As James Boyle notes in The Public Domain, what these unflagging campaigns to maximise copyright regulation represent are bids for what he calls "a kind of perpetual corporate welfare" (2008, 8-9). The lengthening of copyright terms, strengthening of copyright enforcement, and globalisation of these heightened restrictions over culture, knowledge, and history serve ultimately to entrench and consolidate an established market advantage for a handful of globalised Big Content corporations, allowing them to collect rent on cultural properties whether or not they produce new work. Copyright maximisation gets touted as a necessary condition for innovation, for the creation of new works, but it serves anything but innovation. Ironically, one notable economic policy study suggests—against the grain of copyright maximisation—that maybe the legislators who introduced the original copyright law, the Statute of Anne in 1709—may have had a shrewder, more robust grasp on what kind of intellectual property regulation best serves the "curious economics" of cultural production (see Grant and Wood 2004). In 2007, Cambridge economics professor Rufus Pollock analysed a range of metrics to determine what length of copyright term best serves both the return on investment of published works and the creation of new works. His finding? No longer a term than fourteen years—the full extent of copyright protection afforded by the Statute of Anne.

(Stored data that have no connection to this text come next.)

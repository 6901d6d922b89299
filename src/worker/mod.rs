//! Turning a directory pair into a running plot process.
//!
//! - [`PlotCommandBuilder`]: renders the `chia plots create` command line
//! - [`Spawner`]: starts it, yielding a pid, an exit future and a
//!   [`ProcessHandle`] for termination
//!
//! # Execution Flow
//!
//! 1. The supervisor picks a temp and a farm directory
//! 2. [`PlotCommandBuilder::build`] produces a [`PlotCommand`]
//! 3. [`Spawner::spawn`] starts it with stdio detached
//! 4. A watcher task awaits [`SpawnedProcess::exit`] while the supervisor
//!    keeps the handle for shutdown

pub mod command;
pub mod process;

pub use command::{PlotCommand, PlotCommandBuilder};
pub use process::{
    describe_exit, ExitFuture, ProcessHandle, ProcessSpawner, SpawnedProcess, Spawner,
};
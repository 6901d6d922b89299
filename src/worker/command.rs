use std::fmt;
use std::path::Path;

use crate::config::JobConfig;

/// A fully resolved command line, ready to spawn.
#[derive(Debug, Clone, PartialEq, Eq)]
pub struct PlotCommand {
    pub program: String,
    pub args: Vec<String>,
}

impl fmt::Display for PlotCommand {
    fn fmt(&self, f: &mut fmt::Formatter<'_>) -> fmt::Result {
        write!(f, "{}", self.program)?;
        for arg in &self.args {
            write!(f, " {}", arg)?;
        }
        Ok(())
    }
}

/// Builds `chia plots create` invocations for a temp/farm directory pair.
#[derive(Debug, Clone)]
pub struct PlotCommandBuilder {
    config: JobConfig,
}

impl PlotCommandBuilder {
    pub fn new(config: JobConfig) -> Self {
        Self { config }
    }

    pub fn config(&self) -> &JobConfig {
        &self.config
    }

    fn plot_args(&self, temp_dir: &Path, dest_dir: &Path) -> Vec<String> {
        vec![
            "plots".to_string(),
            "create".to_string(),
            "-k".to_string(),
            self.config.k_size.to_string(),
            "-r".to_string(),
            self.config.threads.to_string(),
            "-b".to_string(),
            self.config.memory_mb.to_string(),
            "-t".to_string(),
            temp_dir.display().to_string(),
            "-d".to_string(),
            dest_dir.display().to_string(),
        ]
    }

    /// Without a chia directory the executable is run directly. With one,
    /// the virtualenv is activated in a bash shell first.
    pub fn build(&self, temp_dir: &Path, dest_dir: &Path) -> PlotCommand {
        let args = self.plot_args(temp_dir, dest_dir);

        let Some(chia_dir) = &self.config.chia_dir else {
            return PlotCommand {
                program: self.config.chia_bin.clone(),
                args,
            };
        };

        let activate = chia_dir.join("activate");
        let plot = std::iter::once(self.config.chia_bin.as_str())
            .chain(args.iter().map(String::as_str))
            .map(shell_quote)
            .collect::<Vec<_>>()
            .join(" ");
        let script = format!(
            "source {}; {}",
            shell_quote(&activate.display().to_string()),
            plot
        );

        PlotCommand {
            program: "/bin/bash".to_string(),
            args: vec!["-c".to_string(), script],
        }
    }
}

/// Quote for a POSIX shell. Plain words are left alone.
fn shell_quote(word: &str) -> String {
    let plain = !word.is_empty()
        && word
            .chars()
            .all(|c| c.is_ascii_alphanumeric() || "-_./=:,+@%".contains(c));
    if plain {
        word.to_string()
    } else {
        format!("'{}'", word.replace('\'', r"'\''"))
    }
}
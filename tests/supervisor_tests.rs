//! Launching, tracking and reconciling plot processes.


use std::path::{Path, PathBuf};
use std::sync::Arc;

use plotrunner::config::Settings;
use plotrunner::error::Exhausted;
use plotrunner::notify::{LogNotifier, NotifyQueue};
use plotrunner::scheduler::JobStatus;
use plotrunner::{RunnerError, Supervisor};
use test_harness::{FakeDisk, FakeSpawner, TestSupervisor, FIRST_PID};

fn arg_after<'a>(args: &'a [String], flag: &str) -> &'a str {
    let pos = args.iter().position(|a| a == flag).unwrap();
    &args[pos + 1]
}

#[tokio::test]
async fn launch_reserves_both_directories() {
    let t = TestSupervisor::new(&[1000], &[1000], 2);

    let id = t.supervisor.launch_one().await.unwrap();

    let temp = &t.supervisor.temp_pool().members()[0];
    let farm = &t.supervisor.farm_pool().members()[0];
    assert!(temp.is_reserved_by(&id));
    assert!(farm.is_reserved_by(&id));
    assert_eq!(t.supervisor.active_count().await, 1);

    let jobs = t.supervisor.active_jobs().await;
    assert_eq!(jobs.len(), 1);
    assert_eq!(jobs[0].id, id);
    assert_eq!(jobs[0].pid, Some(FIRST_PID));
    assert_eq!(jobs[0].status, JobStatus::Running);
    assert!(!jobs[0].status.is_terminal());
    assert_eq!(jobs[0].temp_dir, PathBuf::from("/temp0"));
    assert_eq!(jobs[0].dest_dir, PathBuf::from("/farm0"));

    let commands = t.spawner.commands();
    assert_eq!(commands.len(), 1);
    assert_eq!(commands[0].program, "chia");
    assert_eq!(arg_after(&commands[0].args, "-t"), "/temp0");
    assert_eq!(arg_after(&commands[0].args, "-d"), "/farm0");

    t.wait_for_subject("plot process 1000 started").await;
}

#[tokio::test]
async fn concurrency_cap_blocks_extra_launches() {
    let t = TestSupervisor::new(&[100_000], &[100_000], 2);

    t.supervisor.launch_one().await.unwrap();
    t.supervisor.launch_one().await.unwrap();
    assert_eq!(t.supervisor.remaining_capacity().await, 0);

    let err = t.supervisor.launch_one().await.unwrap_err();
    assert!(matches!(
        err,
        RunnerError::AdmissionExhausted(Exhausted::ConcurrencyCap { active: 2, max: 2 })
    ));
    assert!(err.is_transient());
    assert_eq!(t.spawner.spawn_count(), 2);
    assert_eq!(t.supervisor.active_count().await, 2);
}

#[tokio::test]
async fn simultaneous_launches_respect_the_cap() {
    let t = TestSupervisor::new(&[100_000, 100_000], &[100_000], 3);

    let handles: Vec<_> = (0..10)
        .map(|_| {
            let supervisor = Arc::clone(&t.supervisor);
            tokio::spawn(async move { supervisor.launch_one().await })
        })
        .collect();

    let mut started = 0;
    let mut capped = 0;
    for handle in handles {
        match handle.await.unwrap() {
            Ok(_) => started += 1,
            Err(RunnerError::AdmissionExhausted(Exhausted::ConcurrencyCap { .. })) => capped += 1,
            Err(e) => panic!("unexpected error: {e}"),
        }
    }

    assert_eq!(started, 3);
    assert_eq!(capped, 7);
    assert_eq!(t.spawner.spawn_count(), 3);
}

#[tokio::test]
async fn launches_never_overcommit_a_directory() {
    // Unit 100: the temp dir admits a first plot at 250 free and a second at
    // 150 usable, then has only 50 left.
    let t = TestSupervisor::new(&[250], &[100_000], 10);

    t.supervisor.launch_one().await.unwrap();
    t.supervisor.launch_one().await.unwrap();

    let err = t.supervisor.launch_one().await.unwrap_err();
    match err {
        RunnerError::AdmissionExhausted(Exhausted::NoAdmissibleDir { pool }) => {
            assert_eq!(pool, "temp")
        }
        other => panic!("unexpected error: {other}"),
    }
    assert_eq!(t.spawner.spawn_count(), 2);
    assert_eq!(t.supervisor.temp_pool().members()[0].reservation_count(), 2);
}

#[tokio::test]
async fn full_farm_leaves_temp_unreserved() {
    let t = TestSupervisor::new(&[1000], &[50], 2);

    let err = t.supervisor.launch_one().await.unwrap_err();
    assert!(matches!(
        err,
        RunnerError::AdmissionExhausted(Exhausted::NoAdmissibleDir { ref pool }) if pool == "farm"
    ));
    assert_eq!(t.supervisor.temp_pool().members()[0].reservation_count(), 0);
    assert_eq!(t.spawner.spawn_count(), 0);
}

#[tokio::test]
async fn successful_exit_releases_reservations() {
    let t = TestSupervisor::new(&[1000], &[1000], 2);
    let id = t.supervisor.launch_one().await.unwrap();

    assert!(t.spawner.finish(FIRST_PID, 0));
    t.wait_for_active(0).await;

    let temp = &t.supervisor.temp_pool().members()[0];
    let farm = &t.supervisor.farm_pool().members()[0];
    assert!(!temp.is_reserved_by(&id));
    assert!(!farm.is_reserved_by(&id));
    assert_eq!(temp.reservation_count(), 0);

    let snapshot = t.supervisor.status_snapshot().await;
    assert_eq!(snapshot.succeeded, 1);
    assert_eq!(snapshot.failed, 0);
    assert_eq!(snapshot.running, 0);

    t.wait_for_subject("plot process 1000 finished").await;
    assert_eq!(
        t.subjects().await,
        vec!["plot process 1000 started", "plot process 1000 finished"]
    );
}

#[tokio::test]
async fn failed_exit_releases_reservations_and_reports() {
    let t = TestSupervisor::new(&[1000], &[1000], 2);
    t.supervisor.launch_one().await.unwrap();

    assert!(t.spawner.finish(FIRST_PID, 1));
    t.wait_for_active(0).await;

    assert_eq!(t.supervisor.temp_pool().members()[0].reservation_count(), 0);
    assert_eq!(t.supervisor.farm_pool().members()[0].reservation_count(), 0);

    let snapshot = t.supervisor.status_snapshot().await;
    assert_eq!(snapshot.succeeded, 0);
    assert_eq!(snapshot.failed, 1);

    t.wait_for_subject("plot process 1000 finished with error")
        .await;
    let bodies = t.notifier.bodies();
    assert!(bodies.last().unwrap().contains("exit code 1"));
}

#[tokio::test(flavor = "multi_thread", worker_threads = 2)]
async fn start_is_reported_before_an_immediate_exit() {
    for _ in 0..20 {
        let t = TestSupervisor::new(&[1000], &[1000], 2);
        t.spawner.exit_immediately(2);

        t.supervisor.launch_one().await.unwrap();
        t.wait_for_subject("plot process 1000 finished with error")
            .await;

        assert_eq!(
            t.subjects().await,
            vec![
                "plot process 1000 started",
                "plot process 1000 finished with error"
            ]
        );
        assert_eq!(t.supervisor.active_count().await, 0);
    }
}

#[tokio::test]
async fn freed_space_is_admissible_again() {
    let t = TestSupervisor::new(&[150], &[100_000], 10);
    t.supervisor.launch_one().await.unwrap();
    assert!(t.supervisor.launch_one().await.is_err());

    t.spawner.finish(FIRST_PID, 0);
    t.wait_for_active(0).await;

    t.supervisor.launch_one().await.unwrap();
    assert_eq!(t.spawner.spawn_count(), 2);
}

#[tokio::test]
async fn spawn_failure_reserves_nothing() {
    let t = TestSupervisor::new(&[1000], &[1000], 2);
    t.spawner.fail_spawns();

    let err = t.supervisor.launch_one().await.unwrap_err();
    match &err {
        RunnerError::SpawnFailure { program, source } => {
            assert_eq!(program, "chia");
            assert_eq!(source.kind(), std::io::ErrorKind::NotFound);
        }
        other => panic!("unexpected error: {other}"),
    }
    assert!(!err.is_transient());

    assert_eq!(t.supervisor.active_count().await, 0);
    assert_eq!(t.supervisor.temp_pool().members()[0].reservation_count(), 0);
    assert_eq!(t.supervisor.farm_pool().members()[0].reservation_count(), 0);
}

#[tokio::test]
async fn empty_pool_is_fatal_for_launch() {
    let t = TestSupervisor::new(&[1000], &[], 2);

    let err = t.supervisor.launch_one().await.unwrap_err();
    assert!(matches!(err, RunnerError::PoolMisconfigured(ref name) if name == "farm"));
    assert!(t.supervisor.check_directories().is_err());
}

#[tokio::test]
async fn check_directories_requires_readable_disks() {
    let t = TestSupervisor::new(&[1000, 1000], &[1000], 2);
    t.supervisor.check_directories().unwrap();

    t.disk.fail("/temp1");
    let err = t.supervisor.check_directories().unwrap_err();
    assert!(matches!(err, RunnerError::DiskQuery { ref path, .. } if path == Path::new("/temp1")));
}

#[tokio::test]
async fn kill_all_signals_every_job() {
    let t = TestSupervisor::new(&[100_000], &[100_000], 3);
    t.supervisor.launch_one().await.unwrap();
    t.supervisor.launch_one().await.unwrap();

    assert_eq!(t.supervisor.kill_all().await, 2);
    assert_eq!(t.spawner.terminated(), vec![FIRST_PID, FIRST_PID + 1]);

    t.wait_for_active(0).await;
    let snapshot = t.supervisor.status_snapshot().await;
    assert_eq!(snapshot.failed, 2);
    assert_eq!(t.supervisor.temp_pool().members()[0].reservation_count(), 0);

    t.wait_for_subject("plot process 1001 finished with error")
        .await;
    assert!(t
        .notifier
        .bodies()
        .iter()
        .any(|b| b.contains("killed by SIGTERM")));
}

#[tokio::test]
async fn kill_all_with_nothing_running() {
    let t = TestSupervisor::new(&[1000], &[1000], 2);
    assert_eq!(t.supervisor.kill_all().await, 0);
}

#[tokio::test]
async fn status_snapshot_reports_pools_and_jobs() {
    let t = TestSupervisor::new(&[1000, 250], &[1000], 2);
    t.supervisor.launch_one().await.unwrap();

    let snapshot = t.supervisor.status_snapshot().await;
    assert_eq!(snapshot.running, 1);
    assert_eq!(snapshot.max_concurrency, 2);
    assert_eq!(snapshot.jobs.len(), 1);

    let names: Vec<_> = snapshot.pools.iter().map(|p| p.name.as_str()).collect();
    assert_eq!(names, vec!["farm", "temp"]);

    // First pick from the temp pool is its second member.
    let temp = &snapshot.pools[1];
    assert_eq!(temp.dirs[1].reservations, 1);
    assert_eq!(temp.dirs[1].slots_available, 1);
    assert_eq!(temp.dirs[0].slots_available, 10);
    assert_eq!(temp.total_slots, 11);

    let report = snapshot.to_string();
    assert!(report.contains("Plots running:\t1 of 2"));
    assert!(report.contains("temp directory /temp1 status:"));
    assert!(report.contains("TOTAL FARM PLOTS AVAILABLE:\t9"));

    let json = serde_json::to_value(&snapshot).unwrap();
    assert_eq!(json["running"], 1);
    assert_eq!(json["pools"][0]["name"], "farm");
}

#[tokio::test]
async fn from_settings_derives_concurrency() {
    let settings = Settings {
        temp_dirs: vec![PathBuf::from("/temp0")],
        dest_dirs: vec![PathBuf::from("/farm0")],
        max_memory_mb: 6400,
        ..Settings::default()
    };
    let notify = NotifyQueue::start(Arc::new(LogNotifier));

    // 8 threads / 2 per plot = 4, 6400 MB / 3200 MB = 2
    let supervisor = Supervisor::from_settings(
        &settings,
        8,
        FakeDisk::new(),
        FakeSpawner::new(),
        notify.clone(),
    )
    .unwrap();
    assert_eq!(supervisor.max_concurrency(), 2);
    assert_eq!(supervisor.temp_pool().count(), 1);

    let limited = Settings {
        max_parallel: Some(1),
        ..settings.clone()
    };
    let supervisor =
        Supervisor::from_settings(&limited, 8, FakeDisk::new(), FakeSpawner::new(), notify.clone())
            .unwrap();
    assert_eq!(supervisor.max_concurrency(), 1);

    let err = Supervisor::from_settings(&settings, 1, FakeDisk::new(), FakeSpawner::new(), notify)
        .err()
        .unwrap();
    assert!(matches!(err, RunnerError::Config(_)));
}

Mann's article, "Pornographers and pirates," looks back to those early modern origins of copyright in order to analyse how they have transformed not only conventions of authorship, in the digital age, but also those of obscenity. Taking up the matter of digital copyright with reference to Internet porn, a cultural industry not widely studied in the context of copyright, Mann discusses how changes in copyright and obscenity laws have given rise to contemporary pornographers' claims to authorship and intellectual property rights in forms of cultural production that, until relatively recently, did not qualify for copyright protection because of their obscene content.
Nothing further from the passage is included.